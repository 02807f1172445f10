//! The transport facade.
//!
//! ## Quick Start
//!
//! ```ignore
//! use umpio_transport::UmpTransport;
//!
//! let transport = UmpTransport::builder().client_name("my-host").build()?;
//!
//! for endpoint in transport.list_outputs() {
//!     println!("{}: {}", endpoint.index, endpoint.name);
//! }
//!
//! let synth = transport.open_output(0)?;
//! transport.send_packet(&synth, &[0x2090_3C40])?;
//! transport.send_sysex(&synth, &[0x7E, 0x7F, 0x06, 0x01])?;
//! transport.close_output(0)?;
//! ```

mod builder;

pub use builder::UmpTransportBuilder;

use std::sync::Arc;

use tracing::{debug, warn};
use umpio_codec::UmpPacket;

use crate::backend::{Backend, PlatformBackend};
use crate::capabilities::{self, Capabilities};
use crate::config::TransportConfig;
use crate::endpoint::{Direction, Endpoint};
use crate::error::Result;
use crate::registry::Registry;
use crate::session::{Session, SessionManager, SessionState, Subscription};

// ============================================================================
// UmpTransport - Main Entry Point
// ============================================================================

/// MIDI 2.0 UMP transport over one backend.
///
/// Owns the endpoint catalog and every session opened through it.
/// Clone is cheap (Arc internally).
pub struct UmpTransport<B: Backend = PlatformBackend> {
    inner: Arc<UmpTransportInner<B>>,
}

impl<B: Backend> Clone for UmpTransport<B> {
    fn clone(&self) -> Self {
        Self {
            inner: Arc::clone(&self.inner),
        }
    }
}

pub(crate) struct UmpTransportInner<B: Backend> {
    pub(crate) registry: Arc<Registry<B>>,
    pub(crate) sessions: SessionManager<B>,
    pub(crate) config: TransportConfig,
}

impl<B: Backend> Drop for UmpTransportInner<B> {
    fn drop(&mut self) {
        if let Err(e) = self.sessions.shutdown() {
            warn!(error = %e, "Session close failed while dropping transport");
        }
    }
}

impl UmpTransport {
    /// Create a transport builder.
    ///
    /// # Example
    ///
    /// ```ignore
    /// let transport = UmpTransport::builder()
    ///     .send_timeout(Duration::from_millis(100))
    ///     .build()?;
    /// ```
    pub fn builder() -> UmpTransportBuilder {
        UmpTransportBuilder::default()
    }
}

impl<B: Backend> UmpTransport<B> {
    pub(crate) fn from_parts(backend: Arc<B>, config: TransportConfig) -> Self {
        let registry = Arc::new(Registry::new(backend));
        let sessions = SessionManager::new(Arc::clone(&registry), config.clone());
        Self {
            inner: Arc::new(UmpTransportInner {
                registry,
                sessions,
                config,
            }),
        }
    }

    pub fn backend(&self) -> &B {
        self.inner.registry.backend()
    }

    pub fn config(&self) -> &TransportConfig {
        &self.inner.config
    }

    // ==================== Discovery ====================

    /// Outputs as of the last refresh.
    pub fn list_outputs(&self) -> Vec<Endpoint> {
        self.inner.registry.list(Direction::Output)
    }

    /// Inputs as of the last refresh.
    pub fn list_inputs(&self) -> Vec<Endpoint> {
        self.inner.registry.list(Direction::Input)
    }

    /// Re-enumerate endpoints.
    ///
    /// Indices are reassigned; open sessions keep working and are flagged
    /// [`SessionState::Stale`] if their endpoint disappeared. Concurrent
    /// callers share one enumeration.
    pub fn refresh(&self) -> Result<()> {
        self.inner.registry.refresh().map(|_| ())
    }

    /// First output whose name contains `name`, case-insensitively.
    pub fn find_output(&self, name: &str) -> Option<Endpoint> {
        self.inner.registry.find(Direction::Output, name)
    }

    pub fn find_input(&self, name: &str) -> Option<Endpoint> {
        self.inner.registry.find(Direction::Input, name)
    }

    // ==================== Sessions ====================

    pub fn open_output(&self, index: usize) -> Result<Session> {
        self.inner.sessions.open(index, Direction::Output)
    }

    pub fn open_input(&self, index: usize) -> Result<Session> {
        self.inner.sessions.open(index, Direction::Input)
    }

    /// Close the session on output `index`. Closing twice is fine; an index
    /// outside the catalog is [`Error::DeviceNotFound`](crate::Error::DeviceNotFound).
    pub fn close_output(&self, index: usize) -> Result<()> {
        self.inner.sessions.close(index, Direction::Output)
    }

    pub fn close_input(&self, index: usize) -> Result<()> {
        self.inner.sessions.close(index, Direction::Input)
    }

    /// Close every session whose endpoint disappeared in a refresh.
    ///
    /// Stale sessions have no index any more, so this is the way to release
    /// them without holding on to each [`Session`]. Returns how many closed.
    pub fn close_stale(&self) -> Result<usize> {
        self.inner.sessions.close_stale()
    }

    /// The open session on output `index`, if any.
    pub fn output_session(&self, index: usize) -> Option<Session> {
        self.inner.sessions.get(index, Direction::Output)
    }

    pub fn input_session(&self, index: usize) -> Option<Session> {
        self.inner.sessions.get(index, Direction::Input)
    }

    /// State of whatever session holds `endpoint`.
    pub fn session_state(&self, endpoint: &Endpoint) -> SessionState {
        self.inner.registry.state_of(endpoint)
    }

    pub fn open_session_count(&self) -> usize {
        self.inner.sessions.open_count()
    }

    // ==================== I/O ====================

    /// Send one packet given as raw words.
    pub fn send_packet(&self, session: &Session, words: &[u32]) -> Result<()> {
        let packet = UmpPacket::from_words(words)?;
        session.send(&packet)
    }

    pub fn send_sysex(&self, session: &Session, payload: &[u8]) -> Result<()> {
        session.send_sysex(payload)
    }

    /// Listen for inbound packets on `session`.
    pub fn on_packet<F>(&self, session: &Session, listener: F) -> Result<Subscription>
    where
        F: Fn(&UmpPacket) + Send + Sync + 'static,
    {
        session.subscribe(listener)
    }

    // ==================== Capabilities ====================

    pub fn capabilities(&self) -> &'static Capabilities {
        capabilities::capabilities()
    }

    // ==================== Shutdown ====================

    /// Close every open session.
    pub fn shutdown(&self) -> Result<()> {
        debug!(backend = self.backend().name(), "Shutting down transport");
        self.inner.sessions.shutdown()
    }
}

impl<B: Backend> std::fmt::Debug for UmpTransport<B> {
    fn fmt(&self, f: &mut std::fmt::Formatter<'_>) -> std::fmt::Result {
        f.debug_struct("UmpTransport")
            .field("backend", &self.backend().name())
            .field("open_sessions", &self.open_session_count())
            .finish()
    }
}

#[cfg(test)]
mod tests {
    use super::*;
    use crate::backend::VirtualBackend;
    use crate::error::Error;

    fn transport() -> (VirtualBackend, UmpTransport<VirtualBackend>) {
        let backend = VirtualBackend::new();
        backend.add_output("Synth");
        backend.add_input("Keys");
        let transport = UmpTransport::builder().build_with(backend.clone()).unwrap();
        (backend, transport)
    }

    #[test]
    fn test_build_enumerates() {
        let (_backend, transport) = transport();
        assert_eq!(transport.list_outputs().len(), 1);
        assert_eq!(transport.list_inputs().len(), 1);
    }

    #[test]
    fn test_send_packet_rejects_bad_word_count() {
        let (_backend, transport) = transport();
        let session = transport.open_output(0).unwrap();
        assert!(matches!(
            transport.send_packet(&session, &[0x2090_3C40, 0]),
            Err(Error::Codec(_))
        ));
        transport.shutdown().unwrap();
    }

    #[test]
    fn test_output_session_lookup() {
        let (_backend, transport) = transport();
        assert!(transport.output_session(0).is_none());
        let session = transport.open_output(0).unwrap();
        assert!(transport.output_session(0).is_some());
        session.close().unwrap();
        assert!(transport.output_session(0).is_none());
    }

    #[test]
    fn test_send_on_input_is_unsupported() {
        let (_backend, transport) = transport();
        let session = transport.open_input(0).unwrap();
        assert!(matches!(
            transport.send_packet(&session, &[0x2090_3C40]),
            Err(Error::UnsupportedOnBackend { .. })
        ));
        transport.close_input(0).unwrap();
    }

    #[test]
    fn test_shutdown_closes_everything() {
        let (backend, transport) = transport();
        let out = transport.open_output(0).unwrap();
        let input = transport.open_input(0).unwrap();
        assert_eq!(transport.open_session_count(), 2);
        assert_eq!(backend.open_handles(), 2);

        transport.shutdown().unwrap();
        assert_eq!(out.state(), SessionState::Closed);
        assert_eq!(input.state(), SessionState::Closed);
        assert_eq!(backend.open_handles(), 0);
    }
}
○ ○ ○ ○ ○ ○ ○
# Exercise
Work out the number of lines in this listing that include the word "PlatformBackend". Reply with that number only.

# Task output
2